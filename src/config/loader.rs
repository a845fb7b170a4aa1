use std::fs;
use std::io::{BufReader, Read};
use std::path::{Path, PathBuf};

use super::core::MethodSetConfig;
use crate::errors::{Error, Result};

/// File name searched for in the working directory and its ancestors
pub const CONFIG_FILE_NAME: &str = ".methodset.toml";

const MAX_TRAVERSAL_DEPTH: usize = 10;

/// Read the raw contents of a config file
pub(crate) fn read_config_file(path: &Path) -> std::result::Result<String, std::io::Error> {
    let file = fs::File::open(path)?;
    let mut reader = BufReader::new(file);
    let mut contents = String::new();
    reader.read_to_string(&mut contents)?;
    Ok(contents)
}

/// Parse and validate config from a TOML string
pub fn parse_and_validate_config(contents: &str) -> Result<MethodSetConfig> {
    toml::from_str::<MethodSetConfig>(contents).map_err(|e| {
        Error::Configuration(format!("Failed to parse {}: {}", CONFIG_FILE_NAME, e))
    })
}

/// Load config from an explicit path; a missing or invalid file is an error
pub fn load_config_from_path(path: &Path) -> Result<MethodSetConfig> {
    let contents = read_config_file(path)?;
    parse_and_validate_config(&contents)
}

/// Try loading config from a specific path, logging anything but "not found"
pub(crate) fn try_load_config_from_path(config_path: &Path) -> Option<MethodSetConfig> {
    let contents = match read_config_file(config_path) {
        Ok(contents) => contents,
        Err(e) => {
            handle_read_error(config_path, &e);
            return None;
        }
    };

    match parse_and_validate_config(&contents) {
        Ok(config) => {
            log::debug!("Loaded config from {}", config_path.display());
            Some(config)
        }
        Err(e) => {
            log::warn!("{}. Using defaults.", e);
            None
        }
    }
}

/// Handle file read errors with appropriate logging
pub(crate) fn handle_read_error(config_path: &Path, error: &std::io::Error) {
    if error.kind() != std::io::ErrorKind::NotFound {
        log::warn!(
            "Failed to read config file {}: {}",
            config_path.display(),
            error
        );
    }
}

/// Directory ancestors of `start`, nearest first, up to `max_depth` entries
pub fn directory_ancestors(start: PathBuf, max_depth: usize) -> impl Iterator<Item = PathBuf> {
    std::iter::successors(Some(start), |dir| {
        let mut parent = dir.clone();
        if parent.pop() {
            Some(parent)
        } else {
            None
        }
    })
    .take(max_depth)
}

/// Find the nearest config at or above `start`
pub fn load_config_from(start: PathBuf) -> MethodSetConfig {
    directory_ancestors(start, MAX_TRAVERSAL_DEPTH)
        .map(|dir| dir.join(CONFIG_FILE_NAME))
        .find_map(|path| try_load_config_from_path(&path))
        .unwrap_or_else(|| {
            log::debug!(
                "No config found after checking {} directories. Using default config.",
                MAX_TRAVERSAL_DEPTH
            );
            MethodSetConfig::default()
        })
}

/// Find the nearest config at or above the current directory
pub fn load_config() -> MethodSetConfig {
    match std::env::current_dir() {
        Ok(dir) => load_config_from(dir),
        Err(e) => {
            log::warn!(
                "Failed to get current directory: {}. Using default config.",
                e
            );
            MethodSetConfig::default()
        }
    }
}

________

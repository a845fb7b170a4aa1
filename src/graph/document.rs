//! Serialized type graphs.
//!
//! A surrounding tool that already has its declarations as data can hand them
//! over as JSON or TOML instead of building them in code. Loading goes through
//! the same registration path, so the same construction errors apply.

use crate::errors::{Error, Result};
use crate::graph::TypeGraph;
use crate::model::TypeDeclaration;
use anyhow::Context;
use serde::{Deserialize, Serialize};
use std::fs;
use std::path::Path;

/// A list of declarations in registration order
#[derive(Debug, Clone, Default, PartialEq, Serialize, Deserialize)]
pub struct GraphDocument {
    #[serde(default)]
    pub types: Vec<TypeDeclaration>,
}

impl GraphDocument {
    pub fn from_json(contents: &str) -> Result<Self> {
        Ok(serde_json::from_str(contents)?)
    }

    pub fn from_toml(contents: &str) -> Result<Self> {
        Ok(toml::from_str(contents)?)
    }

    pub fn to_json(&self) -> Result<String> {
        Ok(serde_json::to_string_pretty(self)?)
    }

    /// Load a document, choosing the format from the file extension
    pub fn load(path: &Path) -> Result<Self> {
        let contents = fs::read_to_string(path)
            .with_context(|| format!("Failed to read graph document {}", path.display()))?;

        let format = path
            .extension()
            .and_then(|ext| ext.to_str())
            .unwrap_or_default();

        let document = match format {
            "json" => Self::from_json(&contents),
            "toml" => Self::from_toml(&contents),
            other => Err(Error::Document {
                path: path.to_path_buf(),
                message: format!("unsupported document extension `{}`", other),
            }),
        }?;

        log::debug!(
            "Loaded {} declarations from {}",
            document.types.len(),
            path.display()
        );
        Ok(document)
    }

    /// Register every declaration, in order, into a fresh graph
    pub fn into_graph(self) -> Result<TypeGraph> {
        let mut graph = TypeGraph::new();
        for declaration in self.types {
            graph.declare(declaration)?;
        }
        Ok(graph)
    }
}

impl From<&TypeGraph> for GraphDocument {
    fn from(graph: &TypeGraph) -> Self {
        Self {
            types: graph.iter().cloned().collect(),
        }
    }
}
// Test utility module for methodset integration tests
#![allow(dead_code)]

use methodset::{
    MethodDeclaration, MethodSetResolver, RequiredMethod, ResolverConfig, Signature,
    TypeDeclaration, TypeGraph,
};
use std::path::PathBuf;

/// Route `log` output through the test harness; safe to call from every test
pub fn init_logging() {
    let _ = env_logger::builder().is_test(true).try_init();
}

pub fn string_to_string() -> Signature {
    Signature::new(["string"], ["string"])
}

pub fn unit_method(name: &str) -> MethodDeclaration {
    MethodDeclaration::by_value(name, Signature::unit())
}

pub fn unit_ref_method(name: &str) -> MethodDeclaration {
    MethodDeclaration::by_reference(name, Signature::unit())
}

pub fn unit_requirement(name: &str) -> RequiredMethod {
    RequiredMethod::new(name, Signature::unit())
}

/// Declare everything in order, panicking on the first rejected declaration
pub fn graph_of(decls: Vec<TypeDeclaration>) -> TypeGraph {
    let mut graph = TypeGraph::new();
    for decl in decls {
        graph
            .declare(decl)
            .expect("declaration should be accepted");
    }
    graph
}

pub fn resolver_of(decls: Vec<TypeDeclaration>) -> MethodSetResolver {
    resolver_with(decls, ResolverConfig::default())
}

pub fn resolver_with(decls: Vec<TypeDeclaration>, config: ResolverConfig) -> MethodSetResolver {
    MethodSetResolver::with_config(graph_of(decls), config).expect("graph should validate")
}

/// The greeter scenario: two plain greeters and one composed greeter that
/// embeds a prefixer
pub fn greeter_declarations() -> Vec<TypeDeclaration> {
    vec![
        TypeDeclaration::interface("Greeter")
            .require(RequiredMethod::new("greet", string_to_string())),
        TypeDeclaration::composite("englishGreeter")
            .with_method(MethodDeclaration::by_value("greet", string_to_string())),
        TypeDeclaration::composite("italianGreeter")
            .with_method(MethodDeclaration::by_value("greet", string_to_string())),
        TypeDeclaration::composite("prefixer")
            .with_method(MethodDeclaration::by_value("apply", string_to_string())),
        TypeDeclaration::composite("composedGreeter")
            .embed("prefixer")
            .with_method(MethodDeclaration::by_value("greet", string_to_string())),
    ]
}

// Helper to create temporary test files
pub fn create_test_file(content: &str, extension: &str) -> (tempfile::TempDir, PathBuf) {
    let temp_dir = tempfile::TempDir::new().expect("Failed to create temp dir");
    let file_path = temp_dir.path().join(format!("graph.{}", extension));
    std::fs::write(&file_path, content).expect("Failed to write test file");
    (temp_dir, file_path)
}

________

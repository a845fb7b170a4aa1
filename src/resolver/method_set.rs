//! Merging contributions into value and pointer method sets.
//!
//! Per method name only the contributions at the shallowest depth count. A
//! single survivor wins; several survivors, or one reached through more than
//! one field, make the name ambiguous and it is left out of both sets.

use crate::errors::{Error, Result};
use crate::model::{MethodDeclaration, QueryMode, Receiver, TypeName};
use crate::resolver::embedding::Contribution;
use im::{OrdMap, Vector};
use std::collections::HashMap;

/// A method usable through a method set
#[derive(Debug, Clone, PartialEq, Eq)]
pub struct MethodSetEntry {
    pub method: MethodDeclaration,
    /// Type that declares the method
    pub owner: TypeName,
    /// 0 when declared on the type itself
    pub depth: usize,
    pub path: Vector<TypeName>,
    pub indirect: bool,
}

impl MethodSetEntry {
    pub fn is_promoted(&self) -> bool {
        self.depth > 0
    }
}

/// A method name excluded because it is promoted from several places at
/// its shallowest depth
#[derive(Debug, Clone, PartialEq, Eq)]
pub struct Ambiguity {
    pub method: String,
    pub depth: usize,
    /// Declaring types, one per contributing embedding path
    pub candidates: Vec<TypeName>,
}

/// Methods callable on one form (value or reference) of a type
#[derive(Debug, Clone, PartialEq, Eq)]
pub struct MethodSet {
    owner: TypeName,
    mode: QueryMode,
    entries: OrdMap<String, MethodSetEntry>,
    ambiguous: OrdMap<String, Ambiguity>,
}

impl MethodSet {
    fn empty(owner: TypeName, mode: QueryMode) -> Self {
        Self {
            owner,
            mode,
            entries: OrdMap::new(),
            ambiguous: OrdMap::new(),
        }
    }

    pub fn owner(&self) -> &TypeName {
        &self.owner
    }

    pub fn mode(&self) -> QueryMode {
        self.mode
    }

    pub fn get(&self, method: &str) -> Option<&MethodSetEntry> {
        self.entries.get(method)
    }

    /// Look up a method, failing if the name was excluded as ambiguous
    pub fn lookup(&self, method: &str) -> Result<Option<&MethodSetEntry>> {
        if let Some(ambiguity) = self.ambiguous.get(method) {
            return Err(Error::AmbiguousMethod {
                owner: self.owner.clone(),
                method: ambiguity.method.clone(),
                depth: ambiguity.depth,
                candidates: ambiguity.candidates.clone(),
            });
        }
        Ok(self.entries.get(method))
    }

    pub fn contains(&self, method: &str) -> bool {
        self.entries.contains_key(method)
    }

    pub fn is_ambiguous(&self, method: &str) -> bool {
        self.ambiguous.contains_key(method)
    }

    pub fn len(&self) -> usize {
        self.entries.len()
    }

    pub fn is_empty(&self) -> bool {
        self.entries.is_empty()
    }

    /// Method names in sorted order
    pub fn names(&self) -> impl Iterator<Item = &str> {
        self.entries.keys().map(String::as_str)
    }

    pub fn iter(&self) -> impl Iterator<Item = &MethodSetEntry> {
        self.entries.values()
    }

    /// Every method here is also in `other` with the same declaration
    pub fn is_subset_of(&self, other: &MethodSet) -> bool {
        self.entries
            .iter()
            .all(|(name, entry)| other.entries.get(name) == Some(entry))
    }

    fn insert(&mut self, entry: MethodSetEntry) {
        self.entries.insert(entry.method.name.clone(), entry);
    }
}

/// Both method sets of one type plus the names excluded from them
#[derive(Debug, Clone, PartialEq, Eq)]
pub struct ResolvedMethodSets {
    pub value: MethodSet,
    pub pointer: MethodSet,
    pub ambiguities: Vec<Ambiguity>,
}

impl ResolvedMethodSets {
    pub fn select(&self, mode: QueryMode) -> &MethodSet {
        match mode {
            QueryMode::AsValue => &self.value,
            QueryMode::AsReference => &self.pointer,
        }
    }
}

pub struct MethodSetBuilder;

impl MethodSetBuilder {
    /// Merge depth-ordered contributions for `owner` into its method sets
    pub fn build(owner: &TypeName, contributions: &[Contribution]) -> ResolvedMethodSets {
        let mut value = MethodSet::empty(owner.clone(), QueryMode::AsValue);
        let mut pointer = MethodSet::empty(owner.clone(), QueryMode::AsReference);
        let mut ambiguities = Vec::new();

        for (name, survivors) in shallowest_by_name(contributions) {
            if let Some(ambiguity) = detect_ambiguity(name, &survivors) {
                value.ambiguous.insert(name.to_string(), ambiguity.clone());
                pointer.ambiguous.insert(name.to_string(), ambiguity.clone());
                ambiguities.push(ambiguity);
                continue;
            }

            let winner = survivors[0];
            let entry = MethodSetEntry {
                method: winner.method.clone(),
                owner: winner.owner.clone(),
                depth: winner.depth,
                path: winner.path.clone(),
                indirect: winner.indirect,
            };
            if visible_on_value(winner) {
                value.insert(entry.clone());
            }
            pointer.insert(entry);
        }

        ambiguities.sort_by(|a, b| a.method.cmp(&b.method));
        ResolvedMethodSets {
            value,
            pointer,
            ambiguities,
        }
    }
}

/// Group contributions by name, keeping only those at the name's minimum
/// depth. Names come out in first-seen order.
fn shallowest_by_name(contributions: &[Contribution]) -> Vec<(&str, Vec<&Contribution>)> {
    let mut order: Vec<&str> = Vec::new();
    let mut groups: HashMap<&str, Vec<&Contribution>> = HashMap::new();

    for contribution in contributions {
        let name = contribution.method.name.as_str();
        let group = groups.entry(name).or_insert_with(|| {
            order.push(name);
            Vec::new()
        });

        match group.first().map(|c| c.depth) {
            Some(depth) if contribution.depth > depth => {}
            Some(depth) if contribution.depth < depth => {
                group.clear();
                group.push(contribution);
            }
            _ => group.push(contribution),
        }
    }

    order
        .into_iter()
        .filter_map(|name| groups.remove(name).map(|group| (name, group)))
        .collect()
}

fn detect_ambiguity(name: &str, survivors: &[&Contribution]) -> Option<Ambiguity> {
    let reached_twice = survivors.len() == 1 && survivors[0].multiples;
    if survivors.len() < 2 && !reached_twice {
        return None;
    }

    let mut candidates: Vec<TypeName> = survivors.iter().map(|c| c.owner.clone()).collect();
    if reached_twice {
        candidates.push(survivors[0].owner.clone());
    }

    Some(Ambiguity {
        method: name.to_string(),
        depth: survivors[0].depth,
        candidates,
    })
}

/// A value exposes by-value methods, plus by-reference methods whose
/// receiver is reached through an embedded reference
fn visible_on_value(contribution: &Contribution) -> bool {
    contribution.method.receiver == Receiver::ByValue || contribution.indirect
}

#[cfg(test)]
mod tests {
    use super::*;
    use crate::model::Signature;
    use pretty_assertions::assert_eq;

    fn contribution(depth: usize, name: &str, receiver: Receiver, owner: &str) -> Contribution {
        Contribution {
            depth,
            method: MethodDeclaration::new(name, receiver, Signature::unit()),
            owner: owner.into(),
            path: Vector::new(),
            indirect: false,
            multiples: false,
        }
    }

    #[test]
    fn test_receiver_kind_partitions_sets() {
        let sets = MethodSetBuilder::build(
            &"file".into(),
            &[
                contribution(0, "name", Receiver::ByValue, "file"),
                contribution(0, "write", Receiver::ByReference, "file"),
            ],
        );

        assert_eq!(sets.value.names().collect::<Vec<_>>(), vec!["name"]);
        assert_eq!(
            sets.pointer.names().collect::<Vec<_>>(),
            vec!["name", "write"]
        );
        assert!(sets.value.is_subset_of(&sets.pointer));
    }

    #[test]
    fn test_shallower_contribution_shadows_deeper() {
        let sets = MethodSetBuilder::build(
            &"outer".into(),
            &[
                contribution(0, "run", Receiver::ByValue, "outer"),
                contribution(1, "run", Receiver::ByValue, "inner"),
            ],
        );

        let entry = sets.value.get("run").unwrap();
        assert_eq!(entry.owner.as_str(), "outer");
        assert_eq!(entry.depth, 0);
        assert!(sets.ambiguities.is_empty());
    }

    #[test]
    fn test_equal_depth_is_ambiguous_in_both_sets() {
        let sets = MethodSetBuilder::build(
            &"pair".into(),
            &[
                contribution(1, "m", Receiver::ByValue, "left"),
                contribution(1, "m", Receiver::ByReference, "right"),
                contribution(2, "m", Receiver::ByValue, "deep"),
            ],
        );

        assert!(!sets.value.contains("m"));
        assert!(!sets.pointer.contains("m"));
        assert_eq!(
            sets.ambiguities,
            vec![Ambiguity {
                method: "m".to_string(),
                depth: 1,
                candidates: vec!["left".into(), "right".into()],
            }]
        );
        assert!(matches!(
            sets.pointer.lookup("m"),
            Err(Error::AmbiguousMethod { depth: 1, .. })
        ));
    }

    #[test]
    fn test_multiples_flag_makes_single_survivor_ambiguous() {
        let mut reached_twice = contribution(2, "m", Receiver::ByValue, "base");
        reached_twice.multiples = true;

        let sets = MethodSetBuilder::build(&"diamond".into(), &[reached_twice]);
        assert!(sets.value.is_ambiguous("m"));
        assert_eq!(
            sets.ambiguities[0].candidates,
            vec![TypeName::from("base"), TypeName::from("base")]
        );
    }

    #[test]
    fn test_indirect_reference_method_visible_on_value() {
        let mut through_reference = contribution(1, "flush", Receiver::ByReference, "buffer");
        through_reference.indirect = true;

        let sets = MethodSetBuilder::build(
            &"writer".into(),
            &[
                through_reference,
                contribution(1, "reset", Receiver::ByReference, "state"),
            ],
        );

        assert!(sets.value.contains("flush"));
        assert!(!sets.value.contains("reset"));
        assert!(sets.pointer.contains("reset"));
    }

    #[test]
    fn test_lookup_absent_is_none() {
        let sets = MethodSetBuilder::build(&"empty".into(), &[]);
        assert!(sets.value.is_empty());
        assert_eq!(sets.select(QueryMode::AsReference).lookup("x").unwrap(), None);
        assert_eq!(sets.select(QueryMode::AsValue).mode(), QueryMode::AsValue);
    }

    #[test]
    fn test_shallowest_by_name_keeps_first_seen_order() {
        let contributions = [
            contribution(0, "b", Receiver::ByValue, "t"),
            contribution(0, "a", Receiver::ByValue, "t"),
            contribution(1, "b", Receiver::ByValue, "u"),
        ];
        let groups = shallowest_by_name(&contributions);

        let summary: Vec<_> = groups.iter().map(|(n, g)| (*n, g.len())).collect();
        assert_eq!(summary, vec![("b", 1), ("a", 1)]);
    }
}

________

**Task details:** Keep both end lines and retype everything in the records above from the line containing "pub fn is_subset_of(&self, other: &MethodSet)" through the line containing "fn insert(&mut self, entry: MethodSetEntry)", exactly, with nothing else.

**Answer box:**
    pub fn is_subset_of(&self, other: &MethodSet) -> bool {
        self.entries
            .iter()
            .all(|(name, entry)| other.entries.get(name) == Some(entry))
    }

    fn insert(&mut self, entry: MethodSetEntry) {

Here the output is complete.